UN working group recommends bail for Arroyo, but will Sandiganbayan listen?
Former president and current Pampanga Rep. Gloria Macapagal-Arroyo scored a major victory after the United Nations (UN) Working Group on Arbitrary Detention issued an opinion rebuffing the Philippine government for keeping her detained and for continuously denying petitions for bail over the years.
Citing an email update from international human rights lawyer Amal Alamuddin-Clooney, Arroyo’s lawyer Larry Gadon told the media during a press conference Thursday morning that as per the findings of UN Working Group, Arroyo’s detention violates international law and is arbitrary on a number of grounds.
Created in 1991, the UN WGAD is currently composed of eight international human rights experts with the purpose of investigating cases of arbitrary arrest and detention all over the world. It is under the supervision of the UN Human Rights Council.
It can be recalled that Alamuddin-Clooney, the wife of Hollywood superstar George Clooney, brought the case to UN last February. Over the past months, Arroyo’s legal team and lawyers for the Aquino administration (through the Philippines’ Permanent Mission to the UN in Geneva) argued their respective positions through official submissions.
Arroyo, 68, has been under hospital arrest since November 2011 first because of an electoral sabotage case (she was eventually granted bail) and then as a result of plunder charges in connection to the alleged misuse of PCSO funds amounting to P366-million. Keep in mind that in the latter case, most of Arroyo’s co-accused had already been granted bail while an official from the Commission on Audit has already cleared the former president of any wrongdoing.

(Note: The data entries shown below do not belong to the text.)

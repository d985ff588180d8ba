//! Extractor configuration

use serde::{Deserialize, Serialize};

/// Configuration shared by the HTML and URL extractors
#[derive(Debug, Clone, Serialize, Deserialize)]
pub struct ExtractorConfig {
    /// Maximum input length to accept, in bytes
    pub max_length: usize,

    /// Extra substrings unioned into the suspicious-function table
    pub custom_suspicious_functions: Vec<String>,

    /// Extra regex rows appended to the DOM-mutation table
    pub custom_dom_mutation_patterns: Vec<String>,

    /// Extra URL keywords, each emitted as an independent `has_<kw>_keyword`
    /// boolean after the built-in schema
    pub custom_url_keywords: Vec<String>,
}

impl Default for ExtractorConfig {
    fn default() -> Self {
        Self {
            max_length: 5_000_000,
            custom_suspicious_functions: Vec::new(),
            custom_dom_mutation_patterns: Vec::new(),
            custom_url_keywords: Vec::new(),
        }
    }
}

impl ExtractorConfig {
    /// Create a new config with a custom input size cap
    pub fn with_max_length(mut self, max_length: usize) -> Self {
        self.max_length = max_length;
        self
    }

    /// Add a substring to the suspicious-function table
    pub fn with_suspicious_function(mut self, substring: impl Into<String>) -> Self {
        self.custom_suspicious_functions.push(substring.into());
        self
    }

    /// Add a regex row to the DOM-mutation table
    pub fn with_dom_mutation_pattern(mut self, pattern: impl Into<String>) -> Self {
        self.custom_dom_mutation_patterns.push(pattern.into());
        self
    }

    /// Add a URL keyword boolean
    pub fn with_url_keyword(mut self, keyword: impl Into<String>) -> Self {
        self.custom_url_keywords.push(keyword.into());
        self
    }
}

#[cfg(test)]
mod tests {
    use super::*;

    #[test]
    fn test_default_has_no_custom_rows() {
        let config = ExtractorConfig::default();
        assert!(config.custom_suspicious_functions.is_empty());
        assert!(config.custom_dom_mutation_patterns.is_empty());
        assert!(config.custom_url_keywords.is_empty());
    }

    #[test]
    fn test_builder_chain() {
        let config = ExtractorConfig::default()
            .with_max_length(1024)
            .with_suspicious_function("atob")
            .with_url_keyword("paypal");

        assert_eq!(config.max_length, 1024);
        assert_eq!(config.custom_suspicious_functions, vec!["atob"]);
        assert_eq!(config.custom_url_keywords, vec!["paypal"]);
    }
}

In her email, Alamuddin-Clooney pointed out that the United Nations scored the government’s failure “to consider measures alternative to pre-trial detention and because of the undue delays in proceedings against (Arroyo).”
“The Working Group highlighted in particular the Government’s ‘defiance of court rulings removing travel bans against Ms. Arroyo’ as an example of the government targeting her and interfering with judicial decisions in her case. This finding related to an incident in which the Justice Minister prevented Mrs Arroyo from boarding a plane in November 2011 in violation of a Supreme Court ruling allowing her to seek medical treatment abroad,” the international barrister explained.
In its conclusion, the UN Working Group urged the “reconsideration of Mrs Arroyo’s application for bail in accordance with the relevant international human rights standards and to accord Ms Arroyo with an enforceable right to compensation… for the deprivation of liberty which already occurred.”
Based on media reports (a copy of the UN decision is yet to be released), it appears that Arroyo’s lawyers focused on two articles under the International Covenant on Civil and Political Rights:
1. Everyone has the right to liberty and security of person. No one shall be subjected to arbitrary arrest or detention. No one shall be deprived of his liberty except on such grounds and in accordance with such procedure as are established by law.
4. Anyone who is deprived of his liberty by arrest or detention shall be entitled to take proceedings before a court, in order that that court may decide without delay on the lawfulness of his detention and order his release if the detention is not lawful.
5. Anyone who has been the victim of unlawful arrest or detention shall have an enforceable right to compensation.
2. Everyone shall be free to leave any country, including his own.
As noted by The Filipino Scribe early this year, Arroyo has enjoyed a long winning streak as far as her cases are concerned. Over the years, the following cases against her had already been thrown out:
1) Plunder case re the sale of the old Iloilo airport in 2007 (dismissed last February 2012)
2) Graft case re the transfer of P530 million from OWWA funds to PhilHealth (dismissed February 2013)
3) Graft case re the construction of Libmanan-Cabusao Dam and Skybridge 1 and 2 projects in Camarines Sur (dismissed April 2014)
4) P728 million fertilizer fund scam (dismissed May 2014)
It must be emphasized that the UN Working Group’s opinion regarding the case of Arroyo’s continued detention (it didn’t dwell on the merits or lack thereof of the cases against her) is merely recommendatory in nature. Meaning, it has no direct effect on how the Sandiganbayan or the Supreme Court will weigh on her current bail petitions.
Nevertheless, her victory before the UN comes shortly after the Court of Appeals affirmed the 2012 decision by Judge Jesus Mupas of the Pasay City Regional Trial Court Judge granting her bail in connection to the electoral sabotage case. Another development that bolstered Arroyo’s recent attempts for a provisional release is the success of Senator Juan Ponce Enrile’s bail petition before the Supreme Court.
Alamuddin-Clooney’s decision to defend Arroyo has gained her lots of Filipino critics, especially given the lingering negative views regarding the former President. Nevertheless, it will be wrong to ignore the obvious fact that the reasons for keeping Arroyo detained keeps on getting weaker by the day.